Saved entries
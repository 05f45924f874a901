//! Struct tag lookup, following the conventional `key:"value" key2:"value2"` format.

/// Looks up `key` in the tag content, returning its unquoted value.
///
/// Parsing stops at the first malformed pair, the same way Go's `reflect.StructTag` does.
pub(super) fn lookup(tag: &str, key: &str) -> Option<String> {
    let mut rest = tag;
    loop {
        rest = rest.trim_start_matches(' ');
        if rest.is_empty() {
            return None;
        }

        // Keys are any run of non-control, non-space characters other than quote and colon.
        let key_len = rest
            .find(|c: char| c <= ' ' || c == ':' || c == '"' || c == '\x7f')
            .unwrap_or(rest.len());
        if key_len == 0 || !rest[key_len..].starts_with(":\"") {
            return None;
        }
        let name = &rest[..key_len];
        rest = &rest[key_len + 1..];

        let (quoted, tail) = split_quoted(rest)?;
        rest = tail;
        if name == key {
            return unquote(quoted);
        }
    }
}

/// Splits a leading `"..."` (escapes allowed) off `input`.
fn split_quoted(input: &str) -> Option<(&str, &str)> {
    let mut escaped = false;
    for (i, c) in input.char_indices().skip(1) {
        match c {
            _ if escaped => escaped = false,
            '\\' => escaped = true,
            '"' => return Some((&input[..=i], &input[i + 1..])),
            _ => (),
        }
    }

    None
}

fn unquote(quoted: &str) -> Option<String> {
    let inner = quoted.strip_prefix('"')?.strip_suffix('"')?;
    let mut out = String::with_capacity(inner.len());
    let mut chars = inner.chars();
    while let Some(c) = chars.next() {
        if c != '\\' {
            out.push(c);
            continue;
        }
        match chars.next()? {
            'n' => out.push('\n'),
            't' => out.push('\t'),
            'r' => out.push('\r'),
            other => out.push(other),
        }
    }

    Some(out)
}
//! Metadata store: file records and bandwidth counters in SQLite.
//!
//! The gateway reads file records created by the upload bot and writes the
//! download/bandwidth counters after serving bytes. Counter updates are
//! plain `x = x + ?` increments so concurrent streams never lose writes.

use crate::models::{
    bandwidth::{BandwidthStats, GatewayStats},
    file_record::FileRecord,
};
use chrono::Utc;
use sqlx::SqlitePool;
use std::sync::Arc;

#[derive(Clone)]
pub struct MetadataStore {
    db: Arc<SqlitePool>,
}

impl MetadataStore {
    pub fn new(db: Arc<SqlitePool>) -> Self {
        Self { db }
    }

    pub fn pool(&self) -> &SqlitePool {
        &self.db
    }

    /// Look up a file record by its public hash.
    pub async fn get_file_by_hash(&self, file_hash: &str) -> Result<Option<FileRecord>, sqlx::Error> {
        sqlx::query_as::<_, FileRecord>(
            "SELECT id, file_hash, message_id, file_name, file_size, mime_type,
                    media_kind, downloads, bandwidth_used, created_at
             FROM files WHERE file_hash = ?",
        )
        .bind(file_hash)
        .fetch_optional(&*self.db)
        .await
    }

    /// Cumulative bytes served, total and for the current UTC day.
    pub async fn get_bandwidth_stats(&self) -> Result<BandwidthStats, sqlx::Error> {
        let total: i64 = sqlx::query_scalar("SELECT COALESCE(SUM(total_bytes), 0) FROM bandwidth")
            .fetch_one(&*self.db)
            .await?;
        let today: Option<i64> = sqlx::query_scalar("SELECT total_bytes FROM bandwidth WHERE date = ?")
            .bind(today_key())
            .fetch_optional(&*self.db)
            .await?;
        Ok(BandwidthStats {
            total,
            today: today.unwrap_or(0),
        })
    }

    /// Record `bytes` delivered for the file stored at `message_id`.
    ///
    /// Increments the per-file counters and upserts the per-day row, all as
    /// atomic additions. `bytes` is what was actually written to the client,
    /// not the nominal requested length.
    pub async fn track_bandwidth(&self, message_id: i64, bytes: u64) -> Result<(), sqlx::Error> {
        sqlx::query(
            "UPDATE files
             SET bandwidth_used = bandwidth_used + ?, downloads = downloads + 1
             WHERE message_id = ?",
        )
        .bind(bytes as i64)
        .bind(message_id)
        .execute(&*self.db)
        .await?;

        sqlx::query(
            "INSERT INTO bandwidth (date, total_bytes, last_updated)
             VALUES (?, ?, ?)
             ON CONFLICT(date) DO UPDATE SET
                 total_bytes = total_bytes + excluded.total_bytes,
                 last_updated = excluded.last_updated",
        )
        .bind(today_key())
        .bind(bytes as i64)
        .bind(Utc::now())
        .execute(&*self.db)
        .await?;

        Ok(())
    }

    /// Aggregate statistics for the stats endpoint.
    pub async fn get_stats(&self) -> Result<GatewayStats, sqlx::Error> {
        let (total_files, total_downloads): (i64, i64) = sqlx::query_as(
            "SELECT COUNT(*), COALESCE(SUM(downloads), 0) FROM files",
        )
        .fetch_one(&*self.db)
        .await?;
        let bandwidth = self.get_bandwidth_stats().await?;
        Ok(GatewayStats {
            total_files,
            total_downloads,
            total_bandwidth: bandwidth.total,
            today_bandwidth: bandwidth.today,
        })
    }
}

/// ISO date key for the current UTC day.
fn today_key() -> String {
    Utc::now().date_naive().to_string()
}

Problem to solve = Every record above belongs in the answer, reproduced exactly.

Answer space =
repository 05f45924f874a901
//! Struct tag lookup, following the conventional `key:"value" key2:"value2"` format.

/// Looks up `key` in the tag content, returning its unquoted value.
///
/// Parsing stops at the first malformed pair, the same way Go's `reflect.StructTag` does.
pub(super) fn lookup(tag: &str, key: &str) -> Option<String> {
    let mut rest = tag;
    loop {
        rest = rest.trim_start_matches(' ');
        if rest.is_empty() {
            return None;
        }

        // Keys are any run of non-control, non-space characters other than quote and colon.
        let key_len = rest
            .find(|c: char| c <= ' ' || c == ':' || c == '"' || c == '\x7f')
            .unwrap_or(rest.len());
        if key_len == 0 || !rest[key_len..].starts_with(":\"") {
            return None;
        }
        let name = &rest[..key_len];
        rest = &rest[key_len + 1..];

        let (quoted, tail) = split_quoted(rest)?;
        rest = tail;
        if name == key {
            return unquote(quoted);
        }
    }
}

/// Splits a leading `"..."` (escapes allowed) off `input`.
fn split_quoted(input: &str) -> Option<(&str, &str)> {
    let mut escaped = false;
    for (i, c) in input.char_indices().skip(1) {
        match c {
            _ if escaped => escaped = false,
            '\\' => escaped = true,
            '"' => return Some((&input[..=i], &input[i + 1..])),
            _ => (),
        }
    }

    None
}

fn unquote(quoted: &str) -> Option<String> {
    let inner = quoted.strip_prefix('"')?.strip_suffix('"')?;
    let mut out = String::with_capacity(inner.len());
    let mut chars = inner.chars();
    while let Some(c) = chars.next() {
        if c != '\\' {
            out.push(c);
            continue;
        }
        match chars.next()? {
            'n' => out.push('\n'),
            't' => out.push('\t'),
            'r' => out.push('\r'),
            other => out.push(other),
        }
    }

    Some(out)
}
//! Metadata store: file records and bandwidth counters in SQLite.
//!
//! The gateway reads file records created by the upload bot and writes the
//! download/bandwidth counters after serving bytes. Counter updates are
//! plain `x = x + ?` increments so concurrent streams never lose writes.

use crate::models::{
    bandwidth::{BandwidthStats, GatewayStats},
    file_record::FileRecord,
};
use chrono::Utc;
use sqlx::SqlitePool;
use std::sync::Arc;

#[derive(Clone)]
pub struct MetadataStore {
    db: Arc<SqlitePool>,
}

impl MetadataStore {
    pub fn new(db: Arc<SqlitePool>) -> Self {
        Self { db }
    }

    pub fn pool(&self) -> &SqlitePool {
        &self.db
    }

    /// Look up a file record by its public hash.
    pub async fn get_file_by_hash(&self, file_hash: &str) -> Result<Option<FileRecord>, sqlx::Error> {
        sqlx::query_as::<_, FileRecord>(
            "SELECT id, file_hash, message_id, file_name, file_size, mime_type,
                    media_kind, downloads, bandwidth_used, created_at
             FROM files WHERE file_hash = ?",
        )
        .bind(file_hash)
        .fetch_optional(&*self.db)
        .await
    }

    /// Cumulative bytes served, total and for the current UTC day.
    pub async fn get_bandwidth_stats(&self) -> Result<BandwidthStats, sqlx::Error> {
        let total: i64 = sqlx::query_scalar("SELECT COALESCE(SUM(total_bytes), 0) FROM bandwidth")
            .fetch_one(&*self.db)
            .await?;
        let today: Option<i64> = sqlx::query_scalar("SELECT total_bytes FROM bandwidth WHERE date = ?")
            .bind(today_key())
            .fetch_optional(&*self.db)
            .await?;
        Ok(BandwidthStats {
            total,
            today: today.unwrap_or(0),
        })
    }

    /// Record `bytes` delivered for the file stored at `message_id`.
    ///
    /// Increments the per-file counters and upserts the per-day row, all as
    /// atomic additions. `bytes` is what was actually written to the client,
    /// not the nominal requested length.
    pub async fn track_bandwidth(&self, message_id: i64, bytes: u64) -> Result<(), sqlx::Error> {
        sqlx::query(
            "UPDATE files
             SET bandwidth_used = bandwidth_used + ?, downloads = downloads + 1
             WHERE message_id = ?",
        )
        .bind(bytes as i64)
        .bind(message_id)
        .execute(&*self.db)
        .await?;

        sqlx::query(
            "INSERT INTO bandwidth (date, total_bytes, last_updated)
             VALUES (?, ?, ?)
             ON CONFLICT(date) DO UPDATE SET
                 total_bytes = total_bytes + excluded.total_bytes,
                 last_updated = excluded.last_updated",
        )
        .bind(today_key())
        .bind(bytes as i64)
        .bind(Utc::now())
        .execute(&*self.db)
        .await?;

        Ok(())
    }

    /// Aggregate statistics for the stats endpoint.
    pub async fn get_stats(&self) -> Result<GatewayStats, sqlx::Error> {
        let (total_files, total_downloads): (i64, i64) = sqlx::query_as(
            "SELECT COUNT(*), COALESCE(SUM(downloads), 0) FROM files",
        )
        .fetch_one(&*self.db)
        .await?;
        let bandwidth = self.get_bandwidth_stats().await?;
        Ok(GatewayStats {
            total_files,
            total_downloads,
            total_bandwidth: bandwidth.total,
            today_bandwidth: bandwidth.today,
        })
    }
}

/// ISO date key for the current UTC day.
fn today_key() -> String {
    Utc::now().date_naive().to_string()
}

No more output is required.